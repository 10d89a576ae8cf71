//! Bundled page markup and page loading.
//!
//! The element ids in these documents are the contract between markup and
//! controllers; see `generator::ids` and `gallery::ids`.

use crate::api::HttpApi;
use crate::dom::Page;
use crate::error::Result;
use crate::gallery;
use crate::models::GalleryEntry;

pub const GENERATOR_HTML: &str = include_str!("pages/index.html");
pub const GALLERY_HTML: &str = include_str!("pages/gallery.html");

/// A fresh generator page
pub fn generator_page() -> Result<Page> {
    Page::from_html(GENERATOR_HTML)
}

/// A gallery page with `entries` rendered into the grid
pub fn gallery_page(entries: &[GalleryEntry]) -> Result<Page> {
    let page = Page::from_html(GALLERY_HTML)?;
    gallery::render_entries(&page, entries)?;
    Ok(page)
}

/// Fetch markup from the server and load it as a page
pub async fn fetch_page(api: &HttpApi, path: &str) -> Result<Page> {
    let url = api.resolve(path)?;
    let html = api.get_text(path).await?;
    let page = Page::from_html(&html)?;
    page.with(|doc| doc.set_url(url.as_str()));
    log::info!("loaded {}", url);
    Ok(page)
}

____________

### YOUR INSTRUCTIONS
Each line of the records that contains the string "Result" must be copied.

### EXPECTED ANSWER
use crate::error::Result;
pub fn generator_page() -> Result<Page> {
pub fn gallery_page(entries: &[GalleryEntry]) -> Result<Page> {
pub async fn fetch_page(api: &HttpApi, path: &str) -> Result<Page> {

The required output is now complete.